Fondsgesellschaft des Jahres 2012 - Leserumfrage mit Gewinnspiel   Fondsgesellschaft des Jahres 2012 - Leserumfrage mit Gewinnspiel
Optimistisch sind die Amerikaner auch bei Gold. In zwölf Monaten traut Goldman Sachs dem Edelmetall einen Stand von 1940 Dollar zu. Die Deutsche Bank  hält es sogar für möglich, dass die Feinunze, die aktuell bei rund 1780 Dollar steht, bereits im dritten Quartal die 2000er-Marke testet. Das liegt nicht nur am Status als Krisenwährung. Auch der Goldbedarf von Investorenseite bleibt hoch. "In Europa wurden seit Jahresanfang mehr als 460 Mio. Euro in physisch hinterlegte Produkte investiert", erklärt Source-Manager Specketer. Auch bei Silber greifen institutionelle Häuser zu. Münzhändler in den USA berichten, dass Hedge-Fonds Geschmack am Kauf von Münzen finden. Interessant ist Silber auch aus charttechnischer Sicht. Zuletzt ließ der Preis neben dem Widerstand bei 34 Dollar die 200-Tage-Linie hinter sich. Auf weitere Zuwächse können Anleger mit einem nicht währungsgesicherten Tracker-Zertifikat von Goldman Sachs setzen.

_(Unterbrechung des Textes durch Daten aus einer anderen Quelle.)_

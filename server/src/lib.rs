use rocket::{Build, Rocket, routes};

use crate::{config::Rules, cors::create_cors, session::create_sessions};

pub mod config;
pub mod cors;
pub mod data;
pub mod error;
pub mod logic;
pub mod routes;
pub mod session;

/// Rocket instance serving the board engine with the given rules.
pub fn build(rules: Rules) -> Rocket<Build> {
    rocket::build()
        .attach(create_cors())
        .manage(create_sessions())
        .manage(rules)
        .mount(
            "/",
            routes![
                routes::create_game,
                routes::show_game,
                routes::configure,
                routes::sweep,
                routes::flag,
                routes::new_game,
                routes::delete_game,
            ],
        )
}
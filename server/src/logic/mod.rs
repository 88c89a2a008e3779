use std::collections::BTreeSet;

use minesweeper_common::models::{Density, DotValue, Dots, Pos, StatusValue, SweptValue};
use rand::{Rng, SeedableRng, rngs::StdRng, seq::index::sample};
use tracing::{debug, info, instrument, warn};

use crate::{
    config::{Rules, SafeZone},
    data::{Cell, Field, MineLayout, Visibility},
    error::{EngineError, Result},
};

/// Picks `amount` distinct entries of `candidates`, or all of them if fewer exist.
fn sample_cells<R: Rng + ?Sized>(rng: &mut R, candidates: &[usize], amount: usize) -> Vec<usize> {
    let amount = amount.min(candidates.len());
    sample(rng, candidates.len(), amount)
        .into_iter()
        .map(|i| candidates[i])
        .collect()
}

impl From<&Cell> for DotValue {
    fn from(value: &Cell) -> Self {
        match value.visibility {
            Visibility::Hidden => Self::Unexplored,
            Visibility::Flagged => Self::Flag,
            Visibility::Revealed if value.mine => Self::Mine,
            Visibility::Revealed => {
                DotValue::from_adjacent(value.adjacent).unwrap_or(Self::Unexplored)
            }
        }
    }
}

impl Field {
    fn new(width: usize, height: usize, layout: MineLayout) -> Self {
        let mines = match &layout {
            MineLayout::Random { mines } => *mines,
            MineLayout::Fixed(requested) => requested.len(),
        };
        Self {
            width,
            height,
            layout,
            mines,
            placed: false,
            cells: vec![Cell::default(); width * height],
        }
    }

    fn index_of(&self, pos: Pos) -> Result<usize> {
        if pos.x < self.width && pos.y < self.height {
            Ok(pos.x + pos.y * self.width)
        } else {
            Err(EngineError::OutOfBounds {
                x: pos.x,
                y: pos.y,
                width: self.width,
                height: self.height,
            })
        }
    }

    /// Indices of the up to 8 cells surrounding `index`.
    fn neighbors(&self, index: usize) -> impl Iterator<Item = usize> + use<> {
        let (width, height) = (self.width as i64, self.height as i64);
        let (x, y) = ((index as i64) % width, (index as i64) / width);

        (-1..=1_i64)
            .flat_map(|dy| (-1..=1_i64).map(move |dx| (dx, dy)))
            .filter(|&delta| delta != (0, 0))
            .filter_map(move |(dx, dy)| {
                let (nx, ny) = (x + dx, y + dy);
                (0 <= nx && nx < width && 0 <= ny && ny < height)
                    .then(|| (nx + ny * width) as usize)
            })
    }

    fn place_mines<R: Rng + ?Sized>(&mut self, first: usize, zone: SafeZone, rng: &mut R) {
        let total = self.cells.len();
        let mut excluded = BTreeSet::from([first]);
        if zone == SafeZone::Neighborhood {
            excluded.extend(self.neighbors(first));
            if total - excluded.len() < self.mines {
                warn!(
                    "Cannot keep the neighbourhood of cell {} clear of {} mines, protecting the cell only",
                    first, self.mines
                );
                excluded = BTreeSet::from([first]);
            }
        }

        let mines = match &self.layout {
            MineLayout::Random { mines } => {
                let candidates: Vec<usize> =
                    (0..total).filter(|i| !excluded.contains(i)).collect();
                sample_cells(rng, &candidates, *mines)
            }
            MineLayout::Fixed(requested) => {
                let mut kept: Vec<usize> = requested
                    .iter()
                    .copied()
                    .filter(|i| !excluded.contains(i))
                    .collect();
                let relocating = requested.len() - kept.len();
                if relocating > 0 {
                    debug!("Relocating {} mines out of the safe zone", relocating);
                    let candidates: Vec<usize> = (0..total)
                        .filter(|i| !excluded.contains(i) && !requested.contains(i))
                        .collect();
                    kept.extend(sample_cells(rng, &candidates, relocating));
                }
                kept
            }
        };

        for &index in &mines {
            self.cells[index].mine = true;
        }
        for index in 0..total {
            let adjacent = self.neighbors(index).filter(|&n| self.cells[n].mine).count();
            self.cells[index].adjacent = adjacent as u8;
        }

        if mines.len() != self.mines {
            warn!(
                "Placed {} mines, requested {}",
                mines.len(),
                self.mines
            );
        }
        self.mines = mines.len();
        self.placed = true;
    }

    /// Reveals `start` and expands across zero cells. Returns how many cells opened.
    fn flood_reveal(&mut self, start: usize) -> usize {
        let mut pending = vec![start];
        let mut revealed = 0;

        while let Some(index) = pending.pop() {
            let cell = &mut self.cells[index];
            if cell.visibility != Visibility::Hidden || cell.mine {
                continue;
            }
            cell.visibility = Visibility::Revealed;
            revealed += 1;

            if cell.adjacent == 0 {
                pending.extend(
                    self.neighbors(index)
                        .filter(|&n| self.cells[n].visibility == Visibility::Hidden),
                );
            }
        }

        revealed
    }

    fn reveal_mines(&mut self) -> usize {
        let mut count = 0;
        for cell in self.cells.iter_mut().filter(|cell| cell.mine) {
            cell.visibility = Visibility::Revealed;
            count += 1;
        }
        count
    }

    fn is_cleared(&self) -> bool {
        let safe = self.cells.iter().filter(|cell| !cell.mine);
        let revealed = safe
            .clone()
            .filter(|cell| cell.visibility == Visibility::Revealed)
            .count();
        revealed == safe.count()
    }

    fn flags(&self) -> usize {
        self.cells
            .iter()
            .filter(|cell| cell.visibility == Visibility::Flagged)
            .count()
    }

    fn show(&self) -> Dots {
        self.cells
            .chunks(self.width)
            .map(|row| row.iter().map(DotValue::from).collect())
            .collect()
    }
}

/// A single minesweeper game: grid, deferred mine layout and status.
pub struct Engine {
    rules: Rules,
    field: Option<Field>,
    status: StatusValue,
    rng: StdRng,
}

impl Default for Engine {
    fn default() -> Self {
        Self::new(Rules::default())
    }
}

impl Engine {
    pub fn new(rules: Rules) -> Self {
        Self::with_rng(rules, StdRng::from_os_rng())
    }

    /// Engine whose mine placement is reproducible.
    pub fn with_seed(rules: Rules, seed: u64) -> Self {
        Self::with_rng(rules, StdRng::seed_from_u64(seed))
    }

    fn with_rng(rules: Rules, rng: StdRng) -> Self {
        Self {
            rules,
            field: None,
            status: StatusValue::Init,
            rng,
        }
    }

    pub fn rules(&self) -> &Rules {
        &self.rules
    }

    pub fn status(&self) -> StatusValue {
        self.status
    }

    pub fn dimensions(&self) -> Option<(usize, usize)> {
        self.field.as_ref().map(|field| (field.width, field.height))
    }

    pub fn mine_count(&self) -> Option<usize> {
        self.field.as_ref().map(|field| field.mines)
    }

    pub fn flags_placed(&self) -> usize {
        self.field.as_ref().map_or(0, Field::flags)
    }

    /// Mines minus flags; negative when the player over-flags.
    pub fn mines_left(&self) -> isize {
        self.mine_count().unwrap_or(0) as isize - self.flags_placed() as isize
    }

    pub fn dots(&self) -> Result<Dots> {
        self.field
            .as_ref()
            .map(Field::show)
            .ok_or(EngineError::InvalidState)
    }

    fn validate_dimensions(&self, width: usize, height: usize) -> Result<()> {
        if self.rules.accepts(width, height) {
            Ok(())
        } else {
            warn!("Rejected board size {}x{}", width, height);
            Err(EngineError::InvalidDimension {
                width,
                height,
                min: self.rules.min_size,
                max: self.rules.max_size,
            })
        }
    }

    fn install(&mut self, field: Field) -> Dots {
        let dots = field.show();
        self.field = Some(field);
        self.status = StatusValue::Init;
        dots
    }

    /// Starts a new board. Mines are placed on the first reveal.
    #[instrument(level = "trace", skip(self))]
    pub fn configure(&mut self, width: usize, height: usize, density: Density) -> Result<Dots> {
        self.validate_dimensions(width, height)?;
        let mines = self.rules.mine_count(width, height, density);
        info!(
            "Configuring {}x{} board with {} mines ({:?})",
            width, height, mines, density
        );
        Ok(self.install(Field::new(width, height, MineLayout::Random { mines })))
    }

    /// Starts a new board with a requested mine layout. Requested mines that
    /// land in the first reveal's safe zone are moved elsewhere.
    #[instrument(level = "trace", skip(self, mines))]
    pub fn configure_with_mines(&mut self, width: usize, height: usize, mines: &[Pos]) -> Result<Dots> {
        self.validate_dimensions(width, height)?;
        let probe = Field::new(width, height, MineLayout::Random { mines: 0 });
        let requested: BTreeSet<usize> = mines
            .iter()
            .map(|&pos| probe.index_of(pos))
            .collect::<Result<_>>()?;
        let requested: Vec<usize> = requested
            .into_iter()
            .take((width * height).saturating_sub(1))
            .collect();
        info!(
            "Configuring {}x{} board with {} requested mines",
            width,
            height,
            requested.len()
        );
        Ok(self.install(Field::new(width, height, MineLayout::Fixed(requested))))
    }

    fn ensure_mutable(&self) -> Result<()> {
        if self.field.is_none() {
            warn!("Move rejected, no board configured");
            return Err(EngineError::InvalidState);
        }
        if self.status.is_terminal() {
            debug!("Move rejected, game already ended as {:?}", self.status);
            return Err(EngineError::GameOver);
        }
        Ok(())
    }

    #[instrument(level = "trace", skip(self), fields(x = pos.x, y = pos.y))]
    pub fn sweep(&mut self, pos: Pos) -> Result<(SweptValue, Dots)> {
        self.ensure_mutable()?;
        let field = self.field.as_mut().ok_or(EngineError::InvalidState)?;
        let index = field.index_of(pos)?;

        if field.cells[index].visibility != Visibility::Hidden {
            debug!("Cell ({}, {}) already open or flagged", pos.x, pos.y);
            return Ok((SweptValue::Stay, field.show()));
        }

        if !field.placed {
            field.place_mines(index, self.rules.safe_zone, &mut self.rng);
            self.status = StatusValue::Playing;
            debug!("Placed {} mines after first reveal", field.mines);
        }

        if field.cells[index].mine {
            let exposed = field.reveal_mines();
            self.status = StatusValue::Bomb;
            info!(
                "Mine hit at ({}, {}), exposing {} mines",
                pos.x, pos.y, exposed
            );
            return Ok((SweptValue::Bomb, field.show()));
        }

        let opened = field.flood_reveal(index);
        if field.is_cleared() {
            self.status = StatusValue::Clear;
            info!("Board cleared");
            Ok((SweptValue::Clear, field.show()))
        } else {
            debug!("Revealed {} cells, game continues", opened);
            Ok((SweptValue::Safe, field.show()))
        }
    }

    #[instrument(level = "trace", skip(self), fields(x = pos.x, y = pos.y))]
    pub fn flag(&mut self, pos: Pos) -> Result<Dots> {
        self.ensure_mutable()?;
        let field = self.field.as_mut().ok_or(EngineError::InvalidState)?;
        let index = field.index_of(pos)?;

        let cell = &mut field.cells[index];
        match cell.visibility {
            Visibility::Hidden => {
                cell.visibility = Visibility::Flagged;
                debug!("Cell ({}, {}) flagged", pos.x, pos.y);
            }
            Visibility::Flagged => {
                cell.visibility = Visibility::Hidden;
                debug!("Cell ({}, {}) unflagged", pos.x, pos.y);
            }
            Visibility::Revealed => {
                debug!("Ignoring flag on revealed cell ({}, {})", pos.x, pos.y);
            }
        }

        Ok(field.show())
    }

    /// Drops the board. Calling it again is harmless.
    pub fn reset(&mut self) {
        if self.field.take().is_some() {
            info!("Board discarded");
        }
        self.status = StatusValue::Init;
    }
}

In einem solchen Investment ist allerdings auch eine Konjunkturwette enthalten. Da mehr als 40 Prozent der Nachfrage aus der verarbeitenden Wirtschaft kommen, gehört Silber zumindest in Teilen zur Gruppe der Industriemetalle. Vor dem Hintergrund der globalen Wirtschaftserholung sind Analysten für diesen Sektor positiv gestimmt. Goldman Sachs erwartet etwa auf Sicht von zwölf Monaten einen Kupferpreis von 9000 Dollar je Tonne. Zuletzt notierte der aktuelle Terminkontrakt an der London Metal Exchange bei rund 8400 Dollar. Mit einem globalen Verbrauchsanteil von 40 Prozent ist die Nachfrage aus China ein entscheidender Faktor für das wichtigste Industriemetall. Sollte die zusehends expansive Geldpolitik Pekings keine Wirkung zeigen, könnte dies nicht nur Kupfer bremsen. Generell dürfte das "Goldilocks"-Szenario dann wackeln.